After lunch, our friend, Pastor Don, stopped by to visit with Dad. It was great to see him again. You expect pastors to stop by the hospital, but it is so easy for patients and caregivers to become isolated after the patients return home. Dad was not ambulatory, and although we welcomed these visits, we were hesitant to ask people to come over. Truth be told, we were too busy to think about asking people to stop by.
Shortly before 2:30 P.M., the physical therapist aide arrived to administer Dad’s therapy. She brought with her a 3-inch-high egg-crate cushion sized to fit the seat of his wheelchair, which made sitting in the wheelchair immensely more comfortable. During his session, he spent most of his time doing bed exercises.

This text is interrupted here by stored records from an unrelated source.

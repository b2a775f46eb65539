use config::{Config, Environment, File};
use rust_decimal::Decimal;
use serde::Deserialize;
use std::path::Path;
use std::time::Duration;

use crate::error::BotError;
use crate::strategy::ThresholdConfig;

const ENV_PREFIX: &str = "RSIBOT";

/// Runtime settings for one bot instance
///
/// Sources, later ones win: built-in defaults, optional TOML file,
/// `RSIBOT_*` environment variables.
#[derive(Debug, Clone, Deserialize)]
pub struct BotConfig {
    pub rsi_period: usize,
    pub rsi_overbought: f64,
    pub rsi_oversold: f64,
    /// Symbol orders are placed on (e.g. "ETHUSD")
    pub trade_symbol: String,
    pub trade_quantity: Decimal,
    /// Symbol of the kline feed (e.g. "ethusdt")
    pub stream_symbol: String,
    pub interval: String,
    pub ws_endpoint: String,
    pub rest_endpoint: String,
    pub order_timeout_secs: u64,
    pub dry_run: bool,
    pub api_key: Option<String>,
    pub api_secret: Option<String>,
}

impl BotConfig {
    /// Load settings, reading `path` if given
    ///
    /// `dry_run` overrides every other source and is applied before validation.
    pub fn load(path: Option<&Path>, dry_run: Option<bool>) -> Result<Self, BotError> {
        Self::load_with_prefix(path, dry_run, ENV_PREFIX)
    }

    fn load_with_prefix(
        path: Option<&Path>,
        dry_run: Option<bool>,
        env_prefix: &str,
    ) -> Result<Self, BotError> {
        let mut builder = Config::builder()
            .set_default("rsi_period", 14)
            .and_then(|b| b.set_default("rsi_overbought", 70.0))
            .and_then(|b| b.set_default("rsi_oversold", 30.0))
            .and_then(|b| b.set_default("trade_symbol", "ETHUSD"))
            .and_then(|b| b.set_default("trade_quantity", "0.015"))
            .and_then(|b| b.set_default("stream_symbol", "ethusdt"))
            .and_then(|b| b.set_default("interval", "1m"))
            .and_then(|b| b.set_default("ws_endpoint", "wss://stream.binance.com:9443/ws"))
            .and_then(|b| b.set_default("rest_endpoint", "https://api.binance.us"))
            .and_then(|b| b.set_default("order_timeout_secs", 10))
            .and_then(|b| b.set_default("dry_run", true))
            .map_err(config_error)?;

        if let Some(path) = path {
            builder = builder.add_source(File::from(path).required(true));
        }

        builder = builder.add_source(Environment::with_prefix(env_prefix).try_parsing(true));
        if let Some(dry_run) = dry_run {
            builder = builder.set_override("dry_run", dry_run).map_err(config_error)?;
        }

        let config: BotConfig = builder
            .build()
            .and_then(|c| c.try_deserialize())
            .map_err(config_error)?;

        config.validate()?;
        Ok(config)
    }

    pub fn thresholds(&self) -> ThresholdConfig {
        ThresholdConfig {
            overbought: self.rsi_overbought,
            oversold: self.rsi_oversold,
        }
    }

    pub fn order_timeout(&self) -> Duration {
        Duration::from_secs(self.order_timeout_secs)
    }

    /// API key and secret, when both are set and non-empty
    pub fn credentials(&self) -> Option<(String, String)> {
        match (&self.api_key, &self.api_secret) {
            (Some(key), Some(secret)) if !key.is_empty() && !secret.is_empty() => {
                Some((key.clone(), secret.clone()))
            }
            _ => None,
        }
    }

    pub fn validate(&self) -> Result<(), BotError> {
        if self.rsi_period == 0 {
            return Err(BotError::Config("rsi_period must be at least 1".into()));
        }
        self.thresholds().validate()?;
        if self.trade_quantity <= Decimal::ZERO {
            return Err(BotError::Config(format!(
                "trade_quantity must be positive, got {}",
                self.trade_quantity
            )));
        }
        if self.trade_symbol.trim().is_empty() || self.stream_symbol.trim().is_empty() {
            return Err(BotError::Config("trade and stream symbols are required".into()));
        }
        if self.order_timeout_secs == 0 {
            return Err(BotError::Config("order_timeout_secs must be positive".into()));
        }
        if !self.dry_run && self.credentials().is_none() {
            return Err(BotError::Config(
                "api_key and api_secret are required when dry_run is off".into(),
            ));
        }
        Ok(())
    }
}

fn config_error(err: config::ConfigError) -> BotError {
    BotError::Config(err.to_string())
}
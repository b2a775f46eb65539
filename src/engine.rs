use rust_decimal::Decimal;

use crate::error::{BotError, ExecutionFailure};
use crate::execution::ExecutionGate;
use crate::indicators::RsiIndicator;
use crate::models::{normalize_kline, Candle, ExposureState, OrderAck, TradeIntent};
use crate::strategy::{RsiThresholdStrategy, ThresholdConfig};

/// What happened to one inbound candle
#[derive(Debug, Clone, PartialEq)]
pub enum CandleOutcome {
    /// Candle still forming; not fed to the indicator
    Open,
    /// Not enough closes for a reading yet
    WarmingUp { have: usize, need: usize },
    /// Reading taken, no trade
    Held { rsi: f64, reason: String },
    /// Intent sent and confirmed
    Filled {
        rsi: f64,
        intent: TradeIntent,
        ack: OrderAck,
    },
    /// Intent sent but not confirmed; exposure unchanged
    ExecutionFailed {
        rsi: f64,
        intent: TradeIntent,
        error: ExecutionFailure,
    },
}

/// Streaming RSI signal engine for one instrument
///
/// Owns the indicator, the strategy and the execution gate. Candles must be
/// handed in one at a time, in arrival order.
pub struct SignalEngine {
    stream_symbol: String,
    indicator: RsiIndicator,
    strategy: RsiThresholdStrategy,
    gate: ExecutionGate,
}

impl SignalEngine {
    /// # Arguments
    /// * `stream_symbol` - Feed symbol candles must carry (case-insensitive)
    /// * `trade_symbol` - Symbol orders are placed on
    pub fn new(
        stream_symbol: &str,
        trade_symbol: &str,
        rsi_period: usize,
        thresholds: ThresholdConfig,
        quantity: Decimal,
        gate: ExecutionGate,
    ) -> Self {
        Self {
            stream_symbol: stream_symbol.to_uppercase(),
            indicator: RsiIndicator::new(rsi_period),
            strategy: RsiThresholdStrategy::new(thresholds, trade_symbol, quantity),
            gate,
        }
    }

    pub fn exposure(&self) -> ExposureState {
        self.strategy.exposure()
    }

    pub fn indicator(&self) -> &RsiIndicator {
        &self.indicator
    }

    /// Normalize a raw feed message and process it
    pub async fn handle_message(&mut self, message: &str) -> Result<CandleOutcome, BotError> {
        let candle = normalize_kline(message)?;
        self.handle_candle(&candle).await
    }

    /// Process the next candle
    pub async fn handle_candle(&mut self, candle: &Candle) -> Result<CandleOutcome, BotError> {
        if candle.symbol != self.stream_symbol {
            return Err(BotError::MalformedMessage(format!(
                "candle for {} on a {} engine",
                candle.symbol, self.stream_symbol
            )));
        }

        if !candle.is_closed {
            tracing::debug!(symbol = %candle.symbol, close = %candle.close, "Candle still open");
            return Ok(CandleOutcome::Open);
        }

        let close = candle.close_f64().ok_or_else(|| {
            BotError::MalformedMessage(format!("close {} out of range", candle.close))
        })?;

        self.indicator.append(close);
        tracing::info!(
            symbol = %candle.symbol,
            close = %candle.close,
            samples = self.indicator.samples(),
            "Candle closed"
        );

        let Some(reading) = self.indicator.latest_reading() else {
            return Ok(CandleOutcome::WarmingUp {
                have: self.indicator.samples(),
                need: self.indicator.samples_needed(),
            });
        };

        let rsi = reading.value;
        tracing::info!("Current RSI: {:.2}", rsi);

        let decision = self.strategy.evaluate(&reading);
        let Some(intent) = decision.intent else {
            tracing::debug!("{}", decision.reason);
            return Ok(CandleOutcome::Held {
                rsi,
                reason: decision.reason,
            });
        };

        tracing::info!("🎯 {}: {}", intent.side, decision.reason);

        match self.gate.submit(&intent, &mut self.strategy).await {
            Ok(ack) => Ok(CandleOutcome::Filled { rsi, intent, ack }),
            Err(error) => Ok(CandleOutcome::ExecutionFailed { rsi, intent, error }),
        }
    }
}
use clap::Parser;
use rsibot::api::BinanceOrderClient;
use rsibot::config::BotConfig;
use rsibot::execution::{ExecutionGate, KlineStream, OrderClient, PaperOrderClient};
use rsibot::{CandleOutcome, Result, SignalEngine};
use std::path::PathBuf;
use std::sync::Arc;
use tokio::sync::mpsc;

const FEED_CHANNEL_CAPACITY: usize = 1024;

/// RSI threshold trading bot for a single instrument
#[derive(Debug, Parser)]
#[command(name = "rsibot", version, about)]
struct Cli {
    /// TOML config file (defaults and RSIBOT_* env vars apply otherwise)
    #[arg(short, long)]
    config: Option<PathBuf>,

    /// Log orders instead of sending them
    #[arg(long, conflicts_with = "live")]
    dry_run: bool,

    /// Send real orders to the exchange
    #[arg(long)]
    live: bool,
}

#[tokio::main]
async fn main() -> Result<()> {
    dotenvy::dotenv().ok();
    setup_logging();

    let cli = Cli::parse();
    let dry_run = match (cli.dry_run, cli.live) {
        (true, _) => Some(true),
        (_, true) => Some(false),
        _ => None,
    };
    let config = BotConfig::load(cli.config.as_deref(), dry_run)?;

    tracing::info!("🚀 rsibot starting");
    tracing::info!("\n📊 Configuration:");
    tracing::info!("  Feed: {}@kline_{}", config.stream_symbol, config.interval);
    tracing::info!("  Trade: {} x {}", config.trade_symbol, config.trade_quantity);
    tracing::info!(
        "  RSI({}) oversold < {} / overbought > {}",
        config.rsi_period,
        config.rsi_oversold,
        config.rsi_overbought
    );
    tracing::info!("  Mode: {}", if config.dry_run { "dry run" } else { "LIVE" });

    let client = create_order_client(&config)?;
    let gate = ExecutionGate::new(client, config.order_timeout());
    tracing::info!("  Orders: {} (timeout {:?})", gate.client_name(), gate.order_timeout());
    let mut engine = SignalEngine::new(
        &config.stream_symbol,
        &config.trade_symbol,
        config.rsi_period,
        config.thresholds(),
        config.trade_quantity,
        gate,
    );

    let stream = KlineStream::new(&config.ws_endpoint, &config.stream_symbol, &config.interval);
    tracing::info!("Connecting to {}", stream.url());

    let (tx, mut rx) = mpsc::channel::<String>(FEED_CHANNEL_CAPACITY);
    let feed_task = tokio::spawn(stream.run(tx));

    tracing::info!("\nPress Ctrl+C to stop...\n");

    loop {
        tokio::select! {
            _ = tokio::signal::ctrl_c() => {
                tracing::info!("\n⚠️  Received Ctrl+C, shutting down...");
                break;
            }
            message = rx.recv() => {
                let Some(message) = message else {
                    tracing::error!("Market data feed stopped");
                    break;
                };
                process_message(&mut engine, &message).await;
            }
        }
    }

    drop(rx);
    feed_task.abort();

    tracing::info!(exposure = ?engine.exposure(), "👋 rsibot stopped");
    Ok(())
}

// ============================================================================
// Initialization Functions
// ============================================================================

fn setup_logging() {
    let filter = tracing_subscriber::EnvFilter::try_from_default_env()
        .unwrap_or_else(|_| tracing_subscriber::EnvFilter::new("rsibot=info"));
    tracing_subscriber::fmt().with_env_filter(filter).init();
}

fn create_order_client(config: &BotConfig) -> Result<Arc<dyn OrderClient>> {
    if config.dry_run {
        tracing::info!("Paper trading enabled, orders will only be logged");
        return Ok(Arc::new(PaperOrderClient::new()));
    }

    let (api_key, api_secret) = config
        .credentials()
        .ok_or("api_key and api_secret are required for live trading")?;
    let client = BinanceOrderClient::new(&config.rest_endpoint, api_key, api_secret)?;
    tracing::info!("Live trading against {}", config.rest_endpoint);
    Ok(Arc::new(client))
}

// ============================================================================
// Message Handling
// ============================================================================

async fn process_message(engine: &mut SignalEngine, message: &str) {
    tracing::debug!(raw = %message, "received message");

    match engine.handle_message(message).await {
        Ok(CandleOutcome::Open) => {}
        Ok(CandleOutcome::WarmingUp { have, need }) => {
            tracing::info!("Collecting closes: {}/{}", have, need);
        }
        Ok(CandleOutcome::Held { .. }) => {}
        Ok(CandleOutcome::Filled { intent, ack, .. }) => {
            tracing::info!(
                "💰 {} {} {} filled (status {})",
                intent.side,
                intent.quantity,
                intent.symbol,
                ack.status
            );
        }
        Ok(CandleOutcome::ExecutionFailed { intent, error, .. }) => {
            tracing::error!("{} signal forfeited: {}", intent.side, error);
        }
        Err(e) => {
            tracing::warn!("Discarding message: {}", e);
        }
    }
}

Dad didn’t think that the exercises provided him with any benefit, and while he followed the therapist’s directions, he made side comments to entertain her.
Although the physical therapy sessions might not have been “doing anything” for him, he was pretty tired when the therapist left. She wasn’t out of the door for more than five minutes and he was sound asleep. I wondered if we could schedule her visits for midnight. Dad woke up from his nap shortly before the nurse arrived at 4:15 P.M. She thought that Dad was progressing pretty well, but that he should see a wound care specialist—something else to add to my to-do list.
After dinner, it was time for Amanda’s most critical test: could she, would she play Oh Hell with the family? At first, she said that she would spend the evening in her room, but Dad persisted, and after a few minutes of orientation, the game was on. I don’t recall who won, but the four of us shared an enjoyable evening.
What was interesting to me was the different relationships that Dad quickly developed with the two aides. Gale, who was in her 40s, was like a pal, and she was a big tease who could dish it out and take it as much as Dad. On the other hand, Dad seemed to take a real interest in Amanda’s future. She was very young, and Dad asked her about her experience and her plans and encouraged her to aim higher. I recall hearing him encourage her to go to nursing school.
In addition to our nighttime routine of trach care and meds, we had another routine of sorts: Dads attempts to get out of bed. On a good night, like tonight, he tried to get out of bed only once. Unlike the nurses at the CCH, we didn’t have the fancy bed alarm but had to rely on squeaky springs to wake us. I had to find a better alarm.